2. **Symbolic, Not Literal:** The illustration is an archetype. It uses universal symbols (lab coat, microscope, goggles) to convey the concept of "scientist" or "research" rather than depicting a specific person or equipment model.
3. **Simplified Form:** Complex details of the microscope (like specific lenses, adjustment screws, or a light source) and the human figure (facial features, fingers) are omitted for clarity and iconographic impact.
4. **Color Palette:** The palette is limited and functional: white (coat), brown (hair), blue (goggles), yellow (microscope arm/knob), gray (microscope body/background), and black (outlines).
### Interpretation
This image functions as a **visual metaphor**. Its purpose is to quickly and universally communicate ideas related to:
* **Scientific Research & Discovery:** The act of close examination and analysis.

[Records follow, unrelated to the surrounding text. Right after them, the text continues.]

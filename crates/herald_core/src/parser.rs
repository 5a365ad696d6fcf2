//! Identifier parsing and rendering.
//!
//! Guilds in Discord are isolated collections of users and channels, referred
//! to as "servers" in the UI. Accepted token forms:
//!
//! | Token                      | Identifier                                   |
//! |----------------------------|----------------------------------------------|
//! | `<@id>`, `<@!id>`          | Person by user id                            |
//! | `<#id>`                    | Room by channel id                           |
//! | `##name`, `##name@guild`   | Category by name                             |
//! | `#name`, `#name@guild`     | Room by name                                 |
//! | `username#discriminator`   | Person resolved against the member directory |
//!
//! When the guild is omitted the first known guild is used. That is only
//! unambiguous for a bot in a single guild.

use crate::{Category, ChannelId, ClientHandle, GuildId, Identifier, Person, Room, UserId};
use herald_error::{IdentifierError, IdentifierErrorKind, IdentifierResult};
use tracing::{debug, error, instrument};

/// Builds identifiers from string tokens.
#[derive(Debug, Clone)]
pub struct IdentifierParser {
    handle: ClientHandle,
}

impl IdentifierParser {
    /// Create a parser resolving against `handle`.
    pub fn new(handle: ClientHandle) -> Self {
        Self { handle }
    }

    /// Parse a token into an identifier.
    ///
    /// # Errors
    ///
    /// - `InvalidFormat` for empty or malformed tokens
    /// - `AmbiguousOrMissingDiscriminator` for a bare username
    /// - `InvalidSnowflake` for a mention whose id is not a snowflake
    /// - `NotFound` for an unknown guild or unmatched `username#discriminator`
    #[instrument(skip(self))]
    pub fn parse(&self, token: &str) -> IdentifierResult<Identifier> {
        let token = token.trim();
        if token.is_empty() {
            return Err(invalid(token));
        }

        debug!("Building identifier");

        // Mentions are wrapped in <>
        if let Some(inner) = token.strip_prefix('<').and_then(|t| t.strip_suffix('>')) {
            if let Some(id) = inner.strip_prefix('@') {
                let id = id.strip_prefix('!').unwrap_or(id);
                let user = UserId(parse_snowflake(id)?);
                return Ok(Person::from_id(self.handle.clone(), user).into());
            }
            if let Some(id) = inner.strip_prefix('#') {
                let channel = ChannelId(parse_snowflake(id)?);
                return Ok(Room::from_id(self.handle.clone(), channel).into());
            }
            return Err(invalid(token));
        }

        if let Some(rest) = token.strip_prefix("##") {
            let (name, guild_id) = self.split_guild(token, rest)?;
            return Ok(Category::named(self.handle.clone(), name, guild_id)?.into());
        }

        if let Some(rest) = token.strip_prefix('#') {
            let (name, guild_id) = self.split_guild(token, rest)?;
            return Ok(Room::named(self.handle.clone(), name, guild_id)?.into());
        }

        if let Some((username, discriminator)) = token.split_once('#') {
            if username.is_empty() || discriminator.is_empty() {
                return Err(invalid(token));
            }
            return Ok(Person::from_username(self.handle.clone(), username, discriminator)?.into());
        }

        if is_bare_username(token) {
            return Err(IdentifierError::new(
                IdentifierErrorKind::AmbiguousOrMissingDiscriminator(token.to_string()),
            ));
        }

        Err(invalid(token))
    }

    /// Render an identifier back to its canonical token.
    ///
    /// Person and Room renders parse back to an equal identifier; occupant
    /// renders are for display only.
    pub fn render(identifier: &Identifier) -> String {
        identifier.to_string()
    }

    /// Resolve a room query: `##name` is a category, `#name` or a bare `name`
    /// is a text room, always in the first known guild.
    ///
    /// # Errors
    ///
    /// `NotFound` when no guild is known.
    #[instrument(skip(self))]
    pub fn query_room(&self, query: &str) -> IdentifierResult<Identifier> {
        let guild_id = self.default_guild().inspect_err(|_| {
            error!(query, "Unable to query room because no guilds were found");
        })?;

        if let Some(name) = query.strip_prefix("##") {
            return Ok(Category::named(self.handle.clone(), name, guild_id)?.into());
        }
        let name = query.strip_prefix('#').unwrap_or(query);
        Ok(Room::named(self.handle.clone(), name, guild_id)?.into())
    }

    fn split_guild<'a>(&self, token: &str, rest: &'a str) -> IdentifierResult<(&'a str, GuildId)> {
        let (name, guild_id) = match rest.rsplit_once('@') {
            Some((name, guild)) => (name, GuildId(parse_snowflake(guild)?)),
            None => (rest, self.default_guild()?),
        };
        if name.is_empty() {
            return Err(invalid(token));
        }
        Ok((name, guild_id))
    }

    fn default_guild(&self) -> IdentifierResult<GuildId> {
        self.handle
            .directory()
            .guilds()
            .first()
            .map(|guild| guild.id)
            .ok_or_else(|| {
                IdentifierError::new(IdentifierErrorKind::NotFound("any guild".to_string()))
            })
    }
}

#[track_caller]
fn invalid(token: &str) -> IdentifierError {
    IdentifierError::new(IdentifierErrorKind::InvalidFormat(token.to_string()))
}

#[track_caller]
fn parse_snowflake(text: &str) -> IdentifierResult<u64> {
    match text.parse::<u64>() {
        Ok(id) if id > 0 => Ok(id),
        _ => Err(IdentifierError::new(IdentifierErrorKind::InvalidSnowflake(
            text.to_string(),
        ))),
    }
}

fn is_bare_username(token: &str) -> bool {
    !token.is_empty()
        && token
            .chars()
            .all(|c| !c.is_whitespace() && !matches!(c, '<' | '>' | '@' | '#' | ':' | '`'))
}

#[cfg(test)]
mod tests {
    use super::*;

    #[test]
    fn snowflake_rejects_zero_and_text() {
        assert!(parse_snowflake("0").is_err());
        assert!(parse_snowflake("abc").is_err());
        assert!(parse_snowflake("-12").is_err());
        assert_eq!(parse_snowflake("175928847299117063").ok(), Some(175928847299117063));
    }

    #[test]
    fn bare_usernames() {
        assert!(is_bare_username("alice"));
        assert!(is_bare_username("bob.smith_2"));
        assert!(!is_bare_username("two words"));
        assert!(!is_bare_username("<@123"));
        assert!(!is_bare_username("user@guild"));
    }
}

* **Laboratory Work:** A standard setting for biological, chemical, or medical investigation.
* **Precision & Scrutiny:** The microscope symbolizes looking deeper into a subject, studying details invisible to the naked eye.
* **Expertise & Analysis:** The figure represents a trained professional engaged in technical work.
The lack of specific data or text means its information is purely **connotative**. It doesn't present facts but evokes a field of knowledge and a set of activities. In a technical document, this icon would likely serve as a section header, a button label, or an illustrative element to denote a related topic (e.g., "Lab Results," "Microscopic Analysis," "Research Methods"). Its effectiveness lies in its immediate recognizability and its clean, unambiguous design.
</details>
) and one agent (depicted by
<details>
<summary>figures/bot.png Details</summary>

### Visual Description
## Icon/Symbol: Robot Head Line Drawing
### Overview
The image is a simple, monochromatic line drawing of a stylized robot head, presented as a black icon on a light gray background. It contains no textual information, data, charts, or diagrams. The design is minimalist and symbolic, intended to represent a robot or artificial intelligence concept.
### Components
The icon is composed of the following geometric elements:
1. **Head Outline:** A square with rounded corners, drawn with a thick black line.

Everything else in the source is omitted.